Furthermore, the use of immunosuppressive therapy in sarcoidosis, such as corticosteroids, may create an immunologic environment favoring oncogenesis [7], although our patient had been off steroids for several years prior to his CMML diagnosis. Interestingly, HTLV-1 proviral DNA has been detected in sarcoid lesions but not in peripheral blood, raising the possibility of localized viral triggers contributing to immune dysregulation [19].
Other reported overlaps between sarcoidosis and hematologic malignancies include acute myelomonocytic leukemia and leukemia cutis [20]. Additionally, there are rare reports of simultaneous resolution of both sarcoidosis and leukemia following donor lymphocyte infusion after bone marrow transplantation [19], further supporting the hypothesis of a shared immune-mediated mechanism.

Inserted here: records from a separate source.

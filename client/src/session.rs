//! Client-Sitzung
//!
//! Verarbeitet jedes Server-Ereignis mit einem erschoepfenden `match` und
//! liefert die Client-Ereignisse, die als Reaktion gesendet werden muessen.
//! Die Sitzung besitzt die `KeyExchangeEngine` des Benutzers allein; es
//! gibt keine Locks.

use chrono::{DateTime, Utc};
use parley_core::types::{ConversationId, FriendRequestId, UserId};
use parley_crypto::{AntwortErgebnis, KeyExchangeEngine, SchluesselStatus};
use parley_protocol::control::{
    CreateGroupRequest, FriendRequestNotify, FriendResponseRequest, InviteFriendRequest,
    JoinConversationRequest, KeyRequestNotify, MessageRequest, NewMessage, PongMessage,
};
use parley_protocol::{ClientEvent, ServerEvent};

use crate::error::ClientResult;
use crate::konversations_log::{Inhalt, KonversationsLog, LogEintrag};

/// Eingegangene, noch nicht beantwortete Freundschaftsanfrage
#[derive(Debug, Clone, PartialEq, Eq)]
pub struct OffeneEinladung {
    pub id: FriendRequestId,
    pub absender: String,
    pub zeitpunkt: DateTime<Utc>,
}

/// Zustand eines angemeldeten Benutzers
#[derive(Debug)]
pub struct ClientSession {
    user_id: UserId,
    username: String,
    engine: KeyExchangeEngine,
    log: KonversationsLog,
    einladungen: Vec<OffeneEinladung>,
}

impl ClientSession {
    pub fn neu(user_id: UserId, username: impl Into<String>) -> Self {
        Self {
            user_id,
            username: username.into(),
            engine: KeyExchangeEngine::neu(user_id),
            log: KonversationsLog::neu(),
            einladungen: Vec::new(),
        }
    }

    pub fn user_id(&self) -> UserId {
        self.user_id
    }

    pub fn username(&self) -> &str {
        &self.username
    }

    pub fn log(&self) -> &KonversationsLog {
        &self.log
    }

    pub fn log_mut(&mut self) -> &mut KonversationsLog {
        &mut self.log
    }

    pub fn schluessel_status(&self, conversation_id: ConversationId) -> SchluesselStatus {
        self.engine.status(conversation_id)
    }

    pub fn engine(&self) -> &KeyExchangeEngine {
        &self.engine
    }

    pub fn einladungen(&self) -> &[OffeneEinladung] {
        &self.einladungen
    }

    // -----------------------------------------------------------------------
    // Eingehende Ereignisse
    // -----------------------------------------------------------------------

    /// Verarbeitet ein Server-Ereignis
    ///
    /// Gibt die Ereignisse zurueck, die der Aufrufer in dieser Reihenfolge
    /// an den Server senden muss.
    pub fn ereignis_verarbeiten(&mut self, event: ServerEvent) -> Vec<ClientEvent> {
        match event {
            ServerEvent::Authenticated(info) => {
                tracing::debug!(user_id = %info.user_id, "Erneute Anmeldebestaetigung ignoriert");
                Vec::new()
            }
            ServerEvent::NewConversation(neu) => {
                // Empfaenger ist Admin der neuen Konversation
                self.engine.schluessel_erzeugen(neu.conversation_id);
                vec![beitreten(neu.conversation_id)]
            }
            ServerEvent::CreateGroupNotify(hinweis) => {
                tracing::info!(
                    conversation_id = %hinweis.conversation_id,
                    admin = %hinweis.admin,
                    "Zu Gruppe hinzugefuegt"
                );
                self.log.titel_setzen(hinweis.conversation_id, hinweis.title);
                self.schluessel_anfragen(hinweis.conversation_id)
            }
            ServerEvent::ResponseFRequest(antwort) => match antwort.conversation_id {
                Some(conversation_id) if antwort.response => {
                    self.log.titel_setzen(
                        conversation_id,
                        format!("{}, {}", self.username, antwort.sender),
                    );
                    self.schluessel_anfragen(conversation_id)
                }
                _ => {
                    tracing::info!(von = %antwort.sender, angenommen = antwort.response, "Antwort auf Freundschaftsanfrage");
                    Vec::new()
                }
            },
            ServerEvent::KeyRequest(anfrage) => self.schluessel_anfrage_beantworten(anfrage),
            ServerEvent::KeyResponse(antwort) => {
                if self.engine.antwort_verarbeiten(&antwort) == AntwortErgebnis::Uebernommen {
                    tracing::info!(conversation_id = %antwort.conversation_id, "Schluessel erhalten");
                }
                Vec::new()
            }
            ServerEvent::NewMessage(nachricht) => {
                self.nachricht_empfangen(nachricht);
                Vec::new()
            }
            ServerEvent::NewNotification(hinweis) => {
                self.log.ungelesen_erhoehen(hinweis.conversation_id);
                Vec::new()
            }
            ServerEvent::FriendRequest(anfrage) => {
                self.einladung_merken(anfrage);
                Vec::new()
            }
            ServerEvent::Error(fehler) => {
                tracing::warn!(code = ?fehler.code, meldung = %fehler.message, "Fehler vom Server");
                Vec::new()
            }
            ServerEvent::Ping(ping) => vec![ClientEvent::Pong(PongMessage {
                echo_timestamp_ms: ping.timestamp_ms,
                timestamp_ms: parley_protocol::control::jetzt_ms(),
            })],
            ServerEvent::Pong(_) => Vec::new(),
        }
    }

    fn schluessel_anfragen(&mut self, conversation_id: ConversationId) -> Vec<ClientEvent> {
        self.engine
            .schluessel_anfordern(conversation_id)
            .map(ClientEvent::KeyRequest)
            .into_iter()
            .collect()
    }

    fn schluessel_anfrage_beantworten(&mut self, anfrage: KeyRequestNotify) -> Vec<ClientEvent> {
        match self
            .engine
            .anfrage_beantworten(anfrage.conversation_id, anfrage.user_id, &anfrage.dh_key)
        {
            Ok(antwort) => vec![ClientEvent::KeyResponse(antwort)],
            Err(e) => {
                tracing::warn!(
                    conversation_id = %anfrage.conversation_id,
                    anfragender = %anfrage.user_id,
                    fehler = %e,
                    "Schluessel-Anfrage nicht beantwortbar"
                );
                Vec::new()
            }
        }
    }

    fn nachricht_empfangen(&mut self, nachricht: NewMessage) {
        let conversation_id = nachricht.conversation_id;
        let inhalt = match self.engine.schluessel(conversation_id) {
            Some(schluessel) => match schluessel.entschluesseln(conversation_id, &nachricht.content) {
                Ok(text) => Inhalt::Klartext(text),
                Err(e) => {
                    tracing::debug!(conversation_id = %conversation_id, fehler = %e, "Nachricht nicht entschluesselbar");
                    Inhalt::Unlesbar(nachricht.content)
                }
            },
            None => Inhalt::Klartext(nachricht.content),
        };

        self.log.anhaengen(
            conversation_id,
            LogEintrag {
                author_id: nachricht.author.id,
                author: nachricht.author.username,
                zeitpunkt: nachricht.timestamp,
                inhalt,
            },
        );
    }

    fn einladung_merken(&mut self, anfrage: FriendRequestNotify) {
        if self.einladungen.iter().any(|e| e.id == anfrage.request_id) {
            return;
        }
        tracing::info!(von = %anfrage.sender, "Freundschaftsanfrage erhalten");
        self.einladungen.push(OffeneEinladung {
            id: anfrage.request_id,
            absender: anfrage.sender,
            zeitpunkt: anfrage.timestamp,
        });
    }

    // -----------------------------------------------------------------------
    // Benutzeraktionen
    // -----------------------------------------------------------------------

    /// Oeffnet eine Konversation: zuhoeren und ggf. Schluessel anfordern
    pub fn konversation_oeffnen(&mut self, conversation_id: ConversationId) -> Vec<ClientEvent> {
        self.log.als_gelesen_markieren(conversation_id);

        let mut events = vec![beitreten(conversation_id)];
        if self.engine.status(conversation_id) == SchluesselStatus::KeinSchluessel {
            events.extend(self.schluessel_anfragen(conversation_id));
        }
        events
    }

    /// Verschluesselt mit dem gehaltenen Schluessel, sonst unveraendert
    pub fn nachricht_senden(
        &self,
        conversation_id: ConversationId,
        text: &str,
    ) -> ClientResult<ClientEvent> {
        let content = match self.engine.schluessel(conversation_id) {
            Some(schluessel) => schluessel.verschluesseln(conversation_id, text)?,
            None => {
                tracing::warn!(conversation_id = %conversation_id, "Kein Schluessel, sende unverschluesselt");
                text.to_string()
            }
        };
        Ok(ClientEvent::Message(MessageRequest {
            conversation_id,
            content,
        }))
    }

    /// Beantwortet eine offene Einladung
    ///
    /// `None` wenn die Einladung unbekannt ist.
    pub fn einladung_beantworten(
        &mut self,
        id: FriendRequestId,
        annehmen: bool,
    ) -> Option<ClientEvent> {
        let index = self.einladungen.iter().position(|e| e.id == id)?;
        self.einladungen.remove(index);
        Some(ClientEvent::ResponseFriendReq(FriendResponseRequest {
            id,
            response: annehmen,
        }))
    }

    pub fn freund_einladen(&self, friend_id: UserId) -> ClientEvent {
        ClientEvent::InviteFriend(InviteFriendRequest { friend_id })
    }

    /// Der eigene Benutzer wird Admin der Gruppe
    pub fn gruppe_erstellen(&self, titel: impl Into<String>, mitglieder: Vec<UserId>) -> ClientEvent {
        ClientEvent::CreateGroup(CreateGroupRequest {
            title: titel.into(),
            admin_id: self.user_id,
            users_ids: mitglieder,
        })
    }
}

Although CMML-1 represents the least aggressive subtype, it still carries a risk of progression to acute myeloid leukemia. Prognosis depends heavily on cytogenetic abnormalities and specific gene mutations, particularly TET2, SRSF2, and ASXL1, which are associated with adverse outcomes [13].
Our case provides additional clinical support for the hypothesis that chronic granulomatous inflammation, such as longstanding sarcoidosis, may foster a pro-inflammatory milieu conducive to clonal hematopoietic evolution and the development of CMML [15,17]. Greater recognition of this association may prompt earlier hematologic evaluation and intervention in sarcoidosis patients presenting with unexplained cytopenias.
Conclusions
This case underscores the rare and diagnostically challenging co-occurrence of sarcoidosis and CMML, highlighting the importance of considering clonal hematologic disorders in sarcoidosis patients who develop new-onset cytopenias or persistent systemic symptoms. The overlapping clinical and biomarker features between these conditions, particularly elevated sIL-2R and β2-microglobulin levels, can obscure the diagnosis and delay appropriate treatment. Our findings emphasize the value of a multidisciplinary, biomarker-guided diagnostic approach and raise important questions about the immunologic interplay between chronic inflammation and myeloid neoplasia. Greater recognition of this association may facilitate earlier diagnosis, timely hematologic referral, and improved patient outcomes through molecular risk stratification.